Serge Monette : "Le Nord de l'Ontario est mon jardin"

Par Titus @TitusFR
Ancien pivot de la formation franco-ontarienne Cormoran, Serge Monette mène aujourd'hui sa barque en solo. En 2003, il s'illustrait déjà avec l'album "18 Roues", qui lui a valu d'être comparé, musicalement, à Bruce Springsteen ou Neil Young, excusez du peu. Il est vrai qu'à l'instar de ces géants nord-américains, Serge Monette est aussi un véritable conteur, capable de transformer en hymnes à la portée universelle des histoires profondément enracinées dans la culture de l'Ontario français. A l'image, sans doute, des pépites contenues dans son second album, "Bad Luck", sorti en avril dernier et qui fait sensation.

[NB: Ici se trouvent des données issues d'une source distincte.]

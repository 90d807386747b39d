//! Target list configuration.

use std::collections::HashSet;
use std::path::Path;

use serde::{Deserialize, Serialize};

use crate::device::Target;

use super::error::ConfigError;

/// Target list, as found at the top level of the main file or in include files.
#[derive(Debug, Clone, Default, Serialize, Deserialize)]
pub struct TargetsConfig {
    /// Devices to poll.
    #[serde(default)]
    pub targets: Vec<Target>,
}

impl TargetsConfig {
    /// Merge another TargetsConfig into this one.
    #[must_use]
    pub fn merge(mut self, other: TargetsConfig) -> Self {
        self.targets.extend(other.targets);
        self
    }

    /// Validate all targets.
    pub fn validate(&self) -> Result<(), ConfigError> {
        let mut seen = HashSet::new();

        for target in &self.targets {
            if target.address.trim().is_empty() {
                return Err(ConfigError::EmptyAddress);
            }
            if !seen.insert(&target.address) {
                return Err(ConfigError::DuplicateTarget(target.address.clone()));
            }

            let url = url::Url::parse(&target.base_url()).map_err(|e| {
                ConfigError::InvalidTarget {
                    address: target.address.clone(),
                    reason: format!("invalid address: {e}"),
                }
            })?;
            if url.host_str().is_none() {
                return Err(ConfigError::InvalidTarget {
                    address: target.address.clone(),
                    reason: "address has no host".to_string(),
                });
            }
        }

        Ok(())
    }

    /// Load target lists from all YAML files in a directory.
    pub fn load_from_dir(dir: impl AsRef<Path>) -> Result<Self, ConfigError> {
        let dir = dir.as_ref();
        if !dir.exists() {
            return Err(ConfigError::TargetPath {
                path: dir.to_path_buf(),
                reason: "does not exist",
            });
        }
        if !dir.is_dir() {
            return Err(ConfigError::TargetPath {
                path: dir.to_path_buf(),
                reason: "is not a directory",
            });
        }

        let mut paths = Vec::new();
        for entry in std::fs::read_dir(dir)? {
            let path = entry?.path();
            if !path.is_file() {
                continue;
            }
            let ext = path.extension().and_then(|e| e.to_str()).unwrap_or("");
            if ext == "yaml" || ext == "yml" {
                paths.push(path);
            }
        }
        // read_dir order is platform dependent
        paths.sort();

        let mut merged = Self::default();
        for path in paths {
            tracing::debug!(path = %path.display(), "Loading target config");
            let content = std::fs::read_to_string(&path)?;
            let file_config: Self = serde_yaml::from_str(&content)
                .map_err(|source| ConfigError::TargetFile { path: path.clone(), source })?;
            merged = merged.merge(file_config);
        }

        Ok(merged)
    }
}
//! plugscope - smart plug metrics exporter
//!
//! Polls Gen1 (REST) and Gen2 (JSON-RPC) smart plugs and energy meters on
//! every scrape and exposes their state in Prometheus text format.
//!
//! # Architecture
//!
//! - **Transport**: HTTP GET with a per-request timeout and optional basic auth
//! - **Device**: per-generation protocol adapters and component discovery
//! - **Collector**: one pass per target, isolated per component
//! - **Cache**: TTL cache for device configuration documents
//! - **Discovery**: configured targets with unhealthy backoff
//! - **Server**: `/metrics`, `/probe`, `/targets` and `/healthz`
//!
//! # Example
//!
//! ```rust,no_run
//! use plugscope::config::AppConfig;
//! use plugscope::server::{AppState, create_router};
//!
//! #[tokio::main]
//! async fn main() -> Result<(), Box<dyn std::error::Error>> {
//!     let config = AppConfig::load("configs/config.yaml")?;
//!     let app = create_router(AppState::from_config(&config)?);
//!
//!     let listener = tokio::net::TcpListener::bind("0.0.0.0:9965").await?;
//!     axum::serve(listener, app).await?;
//!     Ok(())
//! }
//! ```

pub mod cache;
pub mod collector;
pub mod config;
pub mod device;
pub mod discovery;
pub mod metrics;
pub mod server;
pub mod transport;

pub use cache::{CacheKey, StatusCache};
pub use collector::{HealthReporter, HealthState, MetricCollector, PassReport};
pub use device::{Generation, Target};
pub use discovery::StaticDiscovery;
pub use metrics::MetricSurface;
pub use transport::{HttpTransport, Transport, TransportError};
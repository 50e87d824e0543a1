//! Entity resolution.

use crate::config::{EntitiesMode, SourceConfig};
use crate::error::{SyncError, SyncResult};
use intacct_client::IntacctApi;
use intacct_types::EntityId;
use tracing::{info, warn};

/// Decides which entities a sync iterates.
///
/// `None` in the resolved list stands for one unscoped pass.
#[derive(Debug, Clone)]
pub struct EntityResolver {
    mode: EntitiesMode,
    selected: Vec<EntityId>,
}

impl EntityResolver {
    /// Creates a resolver.
    pub fn new(mode: EntitiesMode, selected: Vec<EntityId>) -> Self {
        Self { mode, selected }
    }

    /// Creates a resolver from the source configuration.
    pub fn from_config(config: &SourceConfig) -> Self {
        Self::new(config.entities_mode, config.entity_ids.clone())
    }

    /// Returns the selection mode.
    pub fn mode(&self) -> EntitiesMode {
        self.mode
    }

    /// Resolves entities, falling back to an unscoped pass when none are
    /// found.
    pub async fn resolve(&self, api: &dyn IntacctApi) -> SyncResult<Vec<Option<EntityId>>> {
        let entities = self.resolve_ids(api).await?;
        if entities.is_empty() {
            warn!("No entities resolved, syncing without entity scope");
            return Ok(vec![None]);
        }
        Ok(entities.into_iter().map(Some).collect())
    }

    /// Resolves entities, treating empty discovery as a configuration
    /// failure.
    pub async fn resolve_strict(&self, api: &dyn IntacctApi) -> SyncResult<Vec<Option<EntityId>>> {
        let entities = self.resolve_ids(api).await?;
        if entities.is_empty() {
            return match self.mode {
                EntitiesMode::All => Err(SyncError::Config(
                    "No accessible entities returned by readEntityDetails.".to_string(),
                )),
                EntitiesMode::Selected => Ok(vec![None]),
            };
        }
        Ok(entities.into_iter().map(Some).collect())
    }

    async fn resolve_ids(&self, api: &dyn IntacctApi) -> SyncResult<Vec<EntityId>> {
        match self.mode {
            EntitiesMode::Selected => {
                let mut ids: Vec<EntityId> = Vec::new();
                for id in &self.selected {
                    if !id.as_str().is_empty() && !ids.contains(id) {
                        ids.push(id.clone());
                    }
                }
                Ok(ids)
            }
            EntitiesMode::All => {
                let mut ids = api.read_entity_details().await?;
                ids.sort();
                ids.dedup();
                info!("Discovered {} entities", ids.len());
                Ok(ids)
            }
        }
    }
}
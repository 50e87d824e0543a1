//! Request envelope construction.

use crate::config::Credentials;
use crate::error::{ClientError, ClientResult};
use intacct_types::EntityId;
use quick_xml::Writer;
use quick_xml::events::{BytesDecl, BytesEnd, BytesStart, BytesText, Event};
use uuid::Uuid;

/// Gateway DTD version sent in every control block.
pub const DTD_VERSION: &str = "3.0";

/// One gateway function call.
#[derive(Debug, Clone, PartialEq, Eq)]
pub enum Function {
    /// Object metadata lookup.
    Lookup { object: String },
    /// Filtered query returning the first page of a result set.
    ReadByQuery {
        object: String,
        fields: Vec<String>,
        query: String,
        page_size: u32,
    },
    /// Next page of a result set.
    ReadMore { result_id: String },
    /// Full records by key.
    Read {
        object: String,
        keys: Vec<String>,
        fields: Vec<String>,
    },
    /// Entities accessible to the user.
    ReadEntityDetails,
}

impl Function {
    /// The gateway function name.
    pub fn name(&self) -> &'static str {
        match self {
            Function::Lookup { .. } => "lookup",
            Function::ReadByQuery { .. } => "readByQuery",
            Function::ReadMore { .. } => "readMore",
            Function::Read { .. } => "read",
            Function::ReadEntityDetails => "readEntityDetails",
        }
    }
}

/// A request ready to be serialized.
///
/// Control ids are minted at construction, so each envelope identifies
/// exactly one logical call (retries resend the same document).
#[derive(Debug, Clone)]
pub struct RequestEnvelope {
    /// Request-level correlation id.
    pub control_id: String,
    /// Function-level correlation id.
    pub function_control_id: String,
    /// Entity override for the session, if scoped.
    pub entity: Option<EntityId>,
    /// The function payload.
    pub function: Function,
}

impl RequestEnvelope {
    /// Creates an envelope with fresh correlation ids.
    pub fn new(function: Function, entity: Option<EntityId>) -> Self {
        Self {
            control_id: Uuid::new_v4().to_string(),
            function_control_id: Uuid::new_v4().to_string(),
            entity,
            function,
        }
    }

    /// Serializes the envelope into the gateway's request document.
    pub fn to_xml(&self, credentials: &Credentials) -> ClientResult<String> {
        let mut w = Writer::new(Vec::new());
        emit(&mut w, Event::Decl(BytesDecl::new("1.0", Some("UTF-8"), None)))?;
        open(&mut w, "request")?;

        open(&mut w, "control")?;
        text_element(&mut w, "senderid", &credentials.sender_id)?;
        text_element(&mut w, "password", &credentials.sender_password)?;
        text_element(&mut w, "controlid", &self.control_id)?;
        text_element(&mut w, "uniqueid", "false")?;
        text_element(&mut w, "dtdversion", DTD_VERSION)?;
        text_element(&mut w, "includewhitespace", "false")?;
        close(&mut w, "control")?;

        open(&mut w, "operation")?;
        open(&mut w, "authentication")?;
        open(&mut w, "login")?;
        text_element(&mut w, "userid", &credentials.user_id)?;
        text_element(&mut w, "companyid", &credentials.company_id)?;
        text_element(&mut w, "password", &credentials.user_password)?;
        if let Some(entity) = &self.entity {
            text_element(&mut w, "locationid", entity.as_str())?;
        }
        close(&mut w, "login")?;
        close(&mut w, "authentication")?;

        open(&mut w, "content")?;
        let mut function = BytesStart::new("function");
        function.push_attribute(("controlid", self.function_control_id.as_str()));
        emit(&mut w, Event::Start(function))?;
        self.write_function_body(&mut w)?;
        close(&mut w, "function")?;
        close(&mut w, "content")?;
        close(&mut w, "operation")?;

        close(&mut w, "request")?;
        String::from_utf8(w.into_inner())
            .map_err(|e| ClientError::Protocol(format!("request encoding failed: {e}")))
    }

    fn write_function_body(&self, w: &mut Writer<Vec<u8>>) -> ClientResult<()> {
        let name = self.function.name();
        open(w, name)?;
        match &self.function {
            Function::Lookup { object } => {
                text_element(w, "object", object)?;
            }
            Function::ReadByQuery {
                object,
                fields,
                query,
                page_size,
            } => {
                text_element(w, "object", object)?;
                text_element(w, "fields", &fields.join(","))?;
                text_element(w, "query", query)?;
                text_element(w, "pagesize", &page_size.to_string())?;
            }
            Function::ReadMore { result_id } => {
                text_element(w, "resultId", result_id)?;
            }
            Function::Read {
                object,
                keys,
                fields,
            } => {
                text_element(w, "object", object)?;
                text_element(w, "keys", &keys.join(","))?;
                text_element(w, "fields", &fields.join(","))?;
            }
            Function::ReadEntityDetails => {}
        }
        close(w, name)
    }
}

fn emit(w: &mut Writer<Vec<u8>>, event: Event<'_>) -> ClientResult<()> {
    w.write_event(event)
        .map_err(|e| ClientError::Protocol(format!("request encoding failed: {e}")))
}

fn open(w: &mut Writer<Vec<u8>>, tag: &str) -> ClientResult<()> {
    emit(w, Event::Start(BytesStart::new(tag)))
}

fn close(w: &mut Writer<Vec<u8>>, tag: &str) -> ClientResult<()> {
    emit(w, Event::End(BytesEnd::new(tag)))
}

fn text_element(w: &mut Writer<Vec<u8>>, tag: &str, value: &str) -> ClientResult<()> {
    open(w, tag)?;
    emit(w, Event::Text(BytesText::new(value)))?;
    close(w, tag)
}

Serge Monette et son band à l'émission Planète Country sur TFO (Télévision française de l'Ontario) interprétant l'une des chansons de son nouvel album, "Frenchie".

Titus - Serge, les critiques suite à la sortie de ton nouvel album, "Bad Luck", sont unanimes. Quand je l'ai écouté la première fois, j'ai tout de suite pensé à Zachary Richard et d'ailleurs, plusieurs critiques ont parlé d'un style "bayou nord-ontarien". Les références, par ailleurs, au pionnier de la chanson franco-ontarienne que fut Robert Paquette ne sont sans doute pas pour te déplaire ?
Déplaire, non ! Je suis content d’écrire des chansons qui sont comparables a des grands de la chanson francophone. J’écris dans un style folk-rock qui s'inscrit dans la tradition des Zachary Richard ou Robert Paquette de ce monde. Et que dire de mon accent ! Je roule mes "RRR" gros comme un 18 roues sans brakes. Et j’aime ça comme ça. Ça permet de me démarquer. Ma trajectoire est celle de quelqu'un qui roule lentement mais de manière assurée.
Titus - J'aimerais que l'on revienne un moment sur ton parcours. Peux-tu nous décrire, dans un premier temps, la ville où tu as vu le jour ? En quoi est-ce un lieu spécial à tes yeux ?
Je suis né à Sudbury. Une ville minière et universitaire dans le Nord de l’Ontario. C’est le centre économique du Nord ontarien. J’ai grandi dans un petit village qui se nomme Val-Thérèse. À cet endroit, ma jeunesse fut marquée par le grand ciel bleu du Nord et une forêt où se cachaient plein d’aventures à découvrir. Entre 7 et 12 ans, mes passe-temps était de jouer au hockey (street hockey), faire des cabanes dans la forêt, jouer aux cow-boys et indiens. Ou simplement faire du vélo dans le bois. Entre 13 et 18 ans, j'ai commencé à jouer de la musique dans mon garage avec mes amis. C'était l'époque des pit-party, des chars et des filles. On faisait du camping sur la rivière des Français. Durant ma jeunesse (entre 4 ans et 18 ans), j’ai eu la chance de voyager avec mon père car il était camionneur. J’ai pu ainsi visiter tous les recoins de l’Ontario. J’ai pu réaliser les grandes distances qu’il y a entre chaque ville. J’ai aussi connu la solitude du voyageur, qui est parfois difficile à surmonter. L’Ontario est une très grande province; c’est beau de pouvoir passer d’une grande ville comme Toronto, et ensuite se retrouver dans le Nord ontarien avec les grands pins blanc et les aurores boréales qui dansent dans le ciel glacé. J’ai pu conduire le 18 roues de mon père aussi. J’avais appris à conduire le pick-up vers l’âge de 8 ans et le 18 roues vers l’âge de 12 ans. Dans le camion, on écoutait surtout de la musique country. La musique américaine était de mise. La musique francophone n’était pas une musique de choix chez mes parents. Mon frère plus vieux avait des vinyles francophones. Il avait gagné à l’école le disque de Robert Paquette "Au pied du courant". J’ai découvert ce disque quand j’avais environ 16 ans. J’étais, à l'époque, à l'école secondaire.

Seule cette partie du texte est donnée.